Cooking Chicken On The Grill
Instructions In A Step-By-Step Format
- In a mixing dish, combine all marinade ingredients.
- Cut the chicken into bite-sized pieces. There should be altogether six pieces: two legs, two breasts, and two wings.
- Toss the chicken parts into the marinade-filled basin. Mix thoroughly and set aside to marinate the chicken. Refrigerate for up to four hours. If you do not have enough time duration, you can bake the chicken instead.
- Get the charcoal grill ready—Preheat the oven to 350°-450°F.
- Brush the cooking grates clean before beginning to grill the chicken. When grilling the chicken, make sure you start with the skin side. Keep the lid covered while grilling it over indirect heat.
- Cooking time for the wings and breast should be approximately 30 to 40 minutes. The thighs and drumsticks should take around 40 to 50 minutes to cook.
- Put the chicken flesh on direct heat for the last five minutes of cooking. Cook till it turns a golden brown hue. Before taking it from the grill, turn it once or twice more.
How Do You Know When It’s Finished
According to the USDA, only when the interior flesh temperature reaches 165°F is the fowl considered done. Keep in mind that while the chicken is resting, its internal temperature may rise by 5-10 degrees. By putting a thermometer into the thickest section of the thigh, but excluding the bones, you may check the inner portion of the thigh.

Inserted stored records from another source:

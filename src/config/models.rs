//! Configuration data structures for img2text.
//!
//! This module defines the schema for the application settings: the
//! upstream Gemini endpoint and logging output.
//!
//! Author: kelexine (<https://github.com/kelexine>)

use serde::{Deserialize, Serialize};
use std::fmt;
use std::time::Duration;

/// Environment variable consulted when no key is configured explicitly.
pub const API_KEY_ENV: &str = "GEMINI_API_KEY";

/// Instruction sent alongside every image.
pub const DEFAULT_PROMPT: &str =
    "Extract all text from this image. Return only the text content, nothing else.";

/// The root configuration object for the application.
#[derive(Debug, Clone, Serialize, Deserialize, Default)]
pub struct AppConfig {
    /// Upstream Gemini API settings.
    #[serde(default)]
    pub gemini: GeminiConfig,

    /// Logging and observability settings.
    #[serde(default)]
    pub logging: LoggingConfig,
}

/// Settings for the upstream Gemini API connection.
#[derive(Clone, Serialize, Deserialize)]
pub struct GeminiConfig {
    /// Base URL of the OpenAI-compatible API; `/chat/completions` is appended.
    /// Default: `https://generativelanguage.googleapis.com/v1beta/openai`
    #[serde(default = "default_api_base_url")]
    pub api_base_url: String,

    /// Model identifier sent with every request.
    /// Default: `gemini-1.5-flash`
    #[serde(default = "default_model")]
    pub model: String,

    /// Instruction text placed before the image.
    #[serde(default = "default_prompt")]
    pub prompt: String,

    /// API key. When unset, `GEMINI_API_KEY` is read at client construction.
    #[serde(default)]
    pub api_key: Option<String>,

    /// Whole-request timeout in seconds. Unset or `0` means no timeout.
    #[serde(default)]
    pub timeout_seconds: Option<u64>,
}

impl GeminiConfig {
    /// Pick the credential to use: configured key first, then `env_value`.
    ///
    /// Blank values are treated as absent.
    pub fn resolve_api_key(&self, env_value: Option<String>) -> Option<String> {
        self.api_key
            .clone()
            .filter(|k| !k.trim().is_empty())
            .or_else(|| env_value.filter(|k| !k.trim().is_empty()))
    }

    /// Request timeout to apply, if any. `0` is treated like unset.
    pub fn request_timeout(&self) -> Option<Duration> {
        self.timeout_seconds
            .filter(|secs| *secs > 0)
            .map(Duration::from_secs)
    }

    /// Same as [`resolve_api_key`](Self::resolve_api_key) using the process environment.
    pub fn resolve_api_key_from_env(&self) -> Option<String> {
        self.resolve_api_key(std::env::var(API_KEY_ENV).ok())
    }
}

// Custom Debug impl that never logs the key
impl fmt::Debug for GeminiConfig {
    fn fmt(&self, f: &mut fmt::Formatter<'_>) -> fmt::Result {
        f.debug_struct("GeminiConfig")
            .field("api_base_url", &self.api_base_url)
            .field("model", &self.model)
            .field("prompt", &self.prompt)
            .field("api_key", &self.api_key.as_ref().map(|_| "[REDACTED]"))
            .field("timeout_seconds", &self.timeout_seconds)
            .finish()
    }
}

/// Settings for application logging and output format.
#[derive(Debug, Clone, Serialize, Deserialize)]
pub struct LoggingConfig {
    /// Minimum log level (`trace`, `debug`, `info`, `warn`, `error`).
    /// Default: `warn`
    #[serde(default = "default_log_level")]
    pub level: String,

    /// Output format for logs (`pretty`, `json`, `compact`).
    /// Default: `compact`
    #[serde(default = "default_log_format")]
    pub format: String,
}

impl Default for GeminiConfig {
    fn default() -> Self {
        Self {
            api_base_url: default_api_base_url(),
            model: default_model(),
            prompt: default_prompt(),
            api_key: None,
            timeout_seconds: None,
        }
    }
}

impl Default for LoggingConfig {
    fn default() -> Self {
        Self {
            level: default_log_level(),
            format: default_log_format(),
        }
    }
}

fn default_api_base_url() -> String {
    "https://generativelanguage.googleapis.com/v1beta/openai".to_string()
}

fn default_model() -> String {
    "gemini-1.5-flash".to_string()
}

fn default_prompt() -> String {
    DEFAULT_PROMPT.to_string()
}

fn default_log_level() -> String {
    "warn".to_string()
}

fn default_log_format() -> String {
    "compact".to_string()
}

Depending on the section of the chicken and the temperature at which it is cooked, it will approximately take anywhere from 10 to 90 minutes. I’ve included a list of typical grilling timings for chicken.
Tips For Consistently Great Grilled Chicken
- Oiling your grill grates before you start cooking is a step not to miss. This prevents the chicken from adhering to the pan during cooking.
- To avoid scorching the chicken, cook it over medium heat. The basting sauce helps color the chicken, but if the heat is too high, the skin may burn before you fully cook the chicken. Preheat the grill to 500°F, then gradually reduce to 350°F after the chicken is placed over the coals.
- Make sure the grill is covered. A covered grill produces a seal covering the chicken on all sides while it cooks, providing equal cooking.
Take and move the chicken off the grill and place it on a platter after it has reached 165°F and has absorbed the barbeque sauce.
This step is necessary to allow the chicken to absorb some of its fluids and continue to cook up to temperature if you removed it a little before it reached temperature. It will just take approximately 5 minutes.
Grab your napkins, and let’s get started. This chicken will be moist and a touch sticky, but it will be great!